* [YOUR TASK] A single stretch of the material below is to be transcribed exactly, starting at the line with "when extraction returns." and ending after the line with "let path = path.as_ref().to_path_buf();".
********
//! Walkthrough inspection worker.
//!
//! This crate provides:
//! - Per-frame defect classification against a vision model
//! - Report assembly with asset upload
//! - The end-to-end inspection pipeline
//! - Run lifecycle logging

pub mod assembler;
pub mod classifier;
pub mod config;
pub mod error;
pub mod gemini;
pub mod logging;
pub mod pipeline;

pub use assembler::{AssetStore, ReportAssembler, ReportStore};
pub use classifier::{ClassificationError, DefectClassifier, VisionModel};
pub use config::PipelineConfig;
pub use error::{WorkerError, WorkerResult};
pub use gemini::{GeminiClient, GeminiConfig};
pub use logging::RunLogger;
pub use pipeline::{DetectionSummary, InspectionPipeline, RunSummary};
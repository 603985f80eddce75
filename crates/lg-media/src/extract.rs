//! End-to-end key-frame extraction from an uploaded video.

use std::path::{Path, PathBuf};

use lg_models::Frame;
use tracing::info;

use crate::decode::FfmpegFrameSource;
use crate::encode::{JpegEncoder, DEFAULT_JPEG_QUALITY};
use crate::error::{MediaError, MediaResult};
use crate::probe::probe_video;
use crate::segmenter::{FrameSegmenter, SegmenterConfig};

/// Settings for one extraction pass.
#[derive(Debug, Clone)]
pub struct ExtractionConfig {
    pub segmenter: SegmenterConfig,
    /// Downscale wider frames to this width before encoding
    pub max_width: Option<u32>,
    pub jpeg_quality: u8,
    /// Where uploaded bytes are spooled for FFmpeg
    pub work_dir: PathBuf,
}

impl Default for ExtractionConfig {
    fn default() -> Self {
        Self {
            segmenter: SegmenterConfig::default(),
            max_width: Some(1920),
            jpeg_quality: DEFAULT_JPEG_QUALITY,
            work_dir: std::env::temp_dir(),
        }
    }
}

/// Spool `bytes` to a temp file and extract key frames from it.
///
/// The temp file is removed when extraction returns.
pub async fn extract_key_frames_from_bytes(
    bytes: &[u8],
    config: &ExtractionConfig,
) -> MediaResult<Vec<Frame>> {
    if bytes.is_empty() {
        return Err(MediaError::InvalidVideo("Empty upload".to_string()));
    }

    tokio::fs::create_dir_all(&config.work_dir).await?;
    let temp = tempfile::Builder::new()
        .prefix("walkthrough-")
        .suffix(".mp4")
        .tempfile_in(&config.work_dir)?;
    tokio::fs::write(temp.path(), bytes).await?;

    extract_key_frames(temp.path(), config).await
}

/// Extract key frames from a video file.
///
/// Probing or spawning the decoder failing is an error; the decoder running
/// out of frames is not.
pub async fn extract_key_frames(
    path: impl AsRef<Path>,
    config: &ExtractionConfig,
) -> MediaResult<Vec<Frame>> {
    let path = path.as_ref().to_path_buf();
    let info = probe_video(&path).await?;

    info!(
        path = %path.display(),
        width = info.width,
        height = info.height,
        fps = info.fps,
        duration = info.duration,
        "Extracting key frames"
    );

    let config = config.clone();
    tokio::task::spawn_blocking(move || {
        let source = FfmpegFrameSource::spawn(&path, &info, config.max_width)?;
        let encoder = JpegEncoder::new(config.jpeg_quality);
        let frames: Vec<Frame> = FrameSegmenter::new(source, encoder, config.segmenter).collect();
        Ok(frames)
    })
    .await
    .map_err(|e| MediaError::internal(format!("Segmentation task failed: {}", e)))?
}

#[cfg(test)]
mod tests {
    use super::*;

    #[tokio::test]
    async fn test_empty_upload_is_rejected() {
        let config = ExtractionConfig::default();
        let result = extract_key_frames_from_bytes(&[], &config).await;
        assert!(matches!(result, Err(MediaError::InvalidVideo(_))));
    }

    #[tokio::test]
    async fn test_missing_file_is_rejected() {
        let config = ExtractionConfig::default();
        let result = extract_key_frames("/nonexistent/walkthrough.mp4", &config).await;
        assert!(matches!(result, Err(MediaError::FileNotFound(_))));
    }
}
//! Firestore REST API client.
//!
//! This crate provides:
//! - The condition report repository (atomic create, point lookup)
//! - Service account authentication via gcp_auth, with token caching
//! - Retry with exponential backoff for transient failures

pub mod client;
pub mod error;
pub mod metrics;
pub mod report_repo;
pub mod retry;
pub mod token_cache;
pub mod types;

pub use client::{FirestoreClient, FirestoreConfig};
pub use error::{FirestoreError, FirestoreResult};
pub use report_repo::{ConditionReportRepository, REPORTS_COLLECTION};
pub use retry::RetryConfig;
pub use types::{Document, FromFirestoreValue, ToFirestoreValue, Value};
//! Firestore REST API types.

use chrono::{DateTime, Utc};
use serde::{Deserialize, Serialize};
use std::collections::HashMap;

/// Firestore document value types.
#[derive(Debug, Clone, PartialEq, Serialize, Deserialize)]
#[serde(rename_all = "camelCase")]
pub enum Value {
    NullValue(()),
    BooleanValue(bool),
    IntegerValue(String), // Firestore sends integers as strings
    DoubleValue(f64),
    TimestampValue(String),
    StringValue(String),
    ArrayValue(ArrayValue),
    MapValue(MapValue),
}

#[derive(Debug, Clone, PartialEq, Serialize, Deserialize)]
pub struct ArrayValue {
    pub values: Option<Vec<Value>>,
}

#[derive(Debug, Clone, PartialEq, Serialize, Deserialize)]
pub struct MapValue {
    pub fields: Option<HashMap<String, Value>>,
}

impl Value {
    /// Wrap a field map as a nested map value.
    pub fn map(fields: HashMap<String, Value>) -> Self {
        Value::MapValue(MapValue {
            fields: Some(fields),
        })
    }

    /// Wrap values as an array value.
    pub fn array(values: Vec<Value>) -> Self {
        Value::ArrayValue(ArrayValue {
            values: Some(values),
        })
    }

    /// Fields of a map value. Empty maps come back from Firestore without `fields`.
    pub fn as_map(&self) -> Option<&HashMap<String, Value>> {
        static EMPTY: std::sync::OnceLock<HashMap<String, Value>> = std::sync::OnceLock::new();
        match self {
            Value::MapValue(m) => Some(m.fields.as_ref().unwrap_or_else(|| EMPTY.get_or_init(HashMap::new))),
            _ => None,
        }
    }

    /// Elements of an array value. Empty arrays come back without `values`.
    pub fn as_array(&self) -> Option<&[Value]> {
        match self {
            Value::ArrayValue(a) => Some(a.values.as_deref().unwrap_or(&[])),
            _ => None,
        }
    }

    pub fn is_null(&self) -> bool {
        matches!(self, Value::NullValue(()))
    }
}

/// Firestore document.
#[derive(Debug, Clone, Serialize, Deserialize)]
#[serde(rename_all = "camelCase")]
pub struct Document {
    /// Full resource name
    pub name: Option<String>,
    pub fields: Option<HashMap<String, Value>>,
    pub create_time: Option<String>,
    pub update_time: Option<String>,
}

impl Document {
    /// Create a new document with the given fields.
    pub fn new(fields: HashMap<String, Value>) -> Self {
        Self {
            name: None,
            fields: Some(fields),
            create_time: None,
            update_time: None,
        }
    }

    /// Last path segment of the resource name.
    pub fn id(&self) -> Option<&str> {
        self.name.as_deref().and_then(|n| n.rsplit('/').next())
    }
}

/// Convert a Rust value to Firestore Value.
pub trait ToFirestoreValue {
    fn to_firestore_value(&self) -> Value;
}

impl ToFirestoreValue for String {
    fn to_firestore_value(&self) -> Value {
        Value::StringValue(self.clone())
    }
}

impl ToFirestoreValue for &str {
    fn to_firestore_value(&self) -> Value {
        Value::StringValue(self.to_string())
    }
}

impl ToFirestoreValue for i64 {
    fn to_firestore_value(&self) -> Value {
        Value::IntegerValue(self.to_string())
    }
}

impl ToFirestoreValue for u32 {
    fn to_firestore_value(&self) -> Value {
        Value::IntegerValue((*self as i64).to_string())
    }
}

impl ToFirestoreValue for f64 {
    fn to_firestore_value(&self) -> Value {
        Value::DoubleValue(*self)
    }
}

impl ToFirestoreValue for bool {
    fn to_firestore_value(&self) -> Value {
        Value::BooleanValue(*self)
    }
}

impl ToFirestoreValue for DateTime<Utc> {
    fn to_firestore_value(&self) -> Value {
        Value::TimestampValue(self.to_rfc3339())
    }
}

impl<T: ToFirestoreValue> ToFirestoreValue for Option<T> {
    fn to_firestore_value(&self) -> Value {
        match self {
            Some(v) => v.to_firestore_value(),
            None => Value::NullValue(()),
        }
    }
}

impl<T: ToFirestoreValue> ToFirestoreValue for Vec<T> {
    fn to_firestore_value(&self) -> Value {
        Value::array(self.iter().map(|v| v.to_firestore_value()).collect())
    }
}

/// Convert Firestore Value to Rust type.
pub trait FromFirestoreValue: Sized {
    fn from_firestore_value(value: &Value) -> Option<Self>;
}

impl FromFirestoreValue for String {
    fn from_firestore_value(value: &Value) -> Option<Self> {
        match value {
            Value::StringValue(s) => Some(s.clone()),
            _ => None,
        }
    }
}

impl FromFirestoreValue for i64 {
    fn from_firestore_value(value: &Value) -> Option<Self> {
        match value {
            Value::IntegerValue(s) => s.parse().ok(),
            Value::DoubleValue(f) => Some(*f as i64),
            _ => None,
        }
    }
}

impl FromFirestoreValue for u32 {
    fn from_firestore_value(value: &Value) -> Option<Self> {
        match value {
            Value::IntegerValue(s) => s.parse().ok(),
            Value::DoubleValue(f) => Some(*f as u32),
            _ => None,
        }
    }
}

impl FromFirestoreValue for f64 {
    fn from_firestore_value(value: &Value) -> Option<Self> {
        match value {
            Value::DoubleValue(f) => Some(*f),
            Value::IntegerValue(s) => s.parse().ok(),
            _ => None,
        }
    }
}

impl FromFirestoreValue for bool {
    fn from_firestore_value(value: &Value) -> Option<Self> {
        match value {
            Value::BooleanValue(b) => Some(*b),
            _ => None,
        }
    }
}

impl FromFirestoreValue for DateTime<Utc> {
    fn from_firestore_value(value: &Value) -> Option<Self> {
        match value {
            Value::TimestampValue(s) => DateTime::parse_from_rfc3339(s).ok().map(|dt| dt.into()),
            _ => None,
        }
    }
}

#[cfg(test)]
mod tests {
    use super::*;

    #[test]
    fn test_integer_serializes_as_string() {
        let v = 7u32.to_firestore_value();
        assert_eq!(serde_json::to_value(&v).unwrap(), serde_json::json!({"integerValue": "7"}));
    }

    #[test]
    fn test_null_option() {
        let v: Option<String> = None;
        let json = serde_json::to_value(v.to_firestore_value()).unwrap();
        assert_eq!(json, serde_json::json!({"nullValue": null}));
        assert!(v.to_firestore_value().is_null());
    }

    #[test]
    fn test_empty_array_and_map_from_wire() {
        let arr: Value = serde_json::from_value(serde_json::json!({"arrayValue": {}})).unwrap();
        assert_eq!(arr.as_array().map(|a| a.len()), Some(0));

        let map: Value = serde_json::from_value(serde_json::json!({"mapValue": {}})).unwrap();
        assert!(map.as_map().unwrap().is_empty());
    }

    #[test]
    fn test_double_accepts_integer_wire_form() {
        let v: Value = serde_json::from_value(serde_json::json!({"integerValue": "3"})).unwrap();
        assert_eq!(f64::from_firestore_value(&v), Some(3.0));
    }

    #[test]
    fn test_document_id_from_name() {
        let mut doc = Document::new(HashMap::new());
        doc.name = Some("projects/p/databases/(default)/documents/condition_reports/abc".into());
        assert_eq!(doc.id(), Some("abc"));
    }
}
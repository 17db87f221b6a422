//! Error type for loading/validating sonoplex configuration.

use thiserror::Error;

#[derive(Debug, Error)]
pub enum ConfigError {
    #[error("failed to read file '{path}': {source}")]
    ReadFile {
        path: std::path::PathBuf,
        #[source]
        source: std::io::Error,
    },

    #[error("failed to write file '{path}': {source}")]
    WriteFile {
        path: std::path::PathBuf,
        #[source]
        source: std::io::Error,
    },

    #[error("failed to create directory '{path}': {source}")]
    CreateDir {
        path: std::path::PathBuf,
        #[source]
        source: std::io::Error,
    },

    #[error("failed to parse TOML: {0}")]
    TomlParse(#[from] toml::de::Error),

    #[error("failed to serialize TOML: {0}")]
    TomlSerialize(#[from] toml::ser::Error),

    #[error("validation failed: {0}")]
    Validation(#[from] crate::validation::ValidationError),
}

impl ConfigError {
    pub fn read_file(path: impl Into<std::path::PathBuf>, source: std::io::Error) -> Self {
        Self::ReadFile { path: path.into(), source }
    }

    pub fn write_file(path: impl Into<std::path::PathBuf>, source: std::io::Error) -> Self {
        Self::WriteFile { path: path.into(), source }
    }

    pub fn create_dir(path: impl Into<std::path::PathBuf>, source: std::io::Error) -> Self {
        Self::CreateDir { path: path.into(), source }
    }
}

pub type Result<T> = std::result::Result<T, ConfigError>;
********
* [FINISHED EXERCISE]
/// The temp file is removed when extraction returns.
pub async fn extract_key_frames_from_bytes(
    bytes: &[u8],
    config: &ExtractionConfig,
) -> MediaResult<Vec<Frame>> {
    if bytes.is_empty() {
        return Err(MediaError::InvalidVideo("Empty upload".to_string()));
    }

    tokio::fs::create_dir_all(&config.work_dir).await?;
    let temp = tempfile::Builder::new()
        .prefix("walkthrough-")
        .suffix(".mp4")
        .tempfile_in(&config.work_dir)?;
    tokio::fs::write(temp.path(), bytes).await?;

    extract_key_frames(temp.path(), config).await
}

/// Extract key frames from a video file.
///
/// Probing or spawning the decoder failing is an error; the decoder running
/// out of frames is not.
pub async fn extract_key_frames(
    path: impl AsRef<Path>,
    config: &ExtractionConfig,
) -> MediaResult<Vec<Frame>> {
    let path = path.as_ref().to_path_buf();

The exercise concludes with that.